# Exercise data

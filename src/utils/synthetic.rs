//! Adjacency matrices of reference graphs with closed-form spectra.
//!
//! The combinatorial Laplacian of the path `P_n` has eigenvalues
//! `2 - 2 cos(πk/n)`, and that of the ring `C_n` has `2 - 2 cos(2πk/n)`,
//! for `k = 0..n`. Both are used to check the numerics against known truth.

use crate::{error::GspError, matrix::sparse_from_triplets};
use faer::sparse::{SparseColMat, Triplet};
use std::f64::consts::PI;

fn symmetric_from_edges(
    n: usize,
    edges: impl Iterator<Item = (usize, usize)>,
) -> Result<SparseColMat<usize, f64>, GspError> {
    let mut triplets = Vec::new();
    for (i, j) in edges {
        triplets.push(Triplet { row: i, col: j, val: 1.0 });
        triplets.push(Triplet { row: j, col: i, val: 1.0 });
    }
    sparse_from_triplets(n, n, &triplets)
}

/// Unit-weight path `0 - 1 - ... - (n-1)`.
pub fn path_weights(n: usize) -> Result<SparseColMat<usize, f64>, GspError> {
    symmetric_from_edges(n, (1..n).map(|i| (i - 1, i)))
}

/// Unit-weight ring: the path plus the edge `(n-1, 0)`.
///
/// Below three vertices the closing edge would duplicate an existing one, so
/// the ring degenerates to the path.
pub fn ring_weights(n: usize) -> Result<SparseColMat<usize, f64>, GspError> {
    let closing = (n >= 3).then(|| (n - 1, 0));
    symmetric_from_edges(n, (1..n).map(|i| (i - 1, i)).chain(closing))
}

/// Closed-form combinatorial Laplacian spectrum of [`path_weights`], ascending.
pub fn path_spectrum(n: usize) -> Vec<f64> {
    (0..n)
        .map(|k| 2.0 - 2.0 * (PI * k as f64 / n as f64).cos())
        .collect()
}

/// Closed-form combinatorial Laplacian spectrum of [`ring_weights`], ascending.
pub fn ring_spectrum(n: usize) -> Vec<f64> {
    let mut e: Vec<f64> = (0..n)
        .map(|k| 2.0 - 2.0 * (2.0 * PI * k as f64 / n as f64).cos())
        .collect();
    e.sort_by(f64::total_cmp);
    e
}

# What needs to be done
Provide the count, and nothing else, of lines in the data above where the word "form" occurs.

# Solution below
3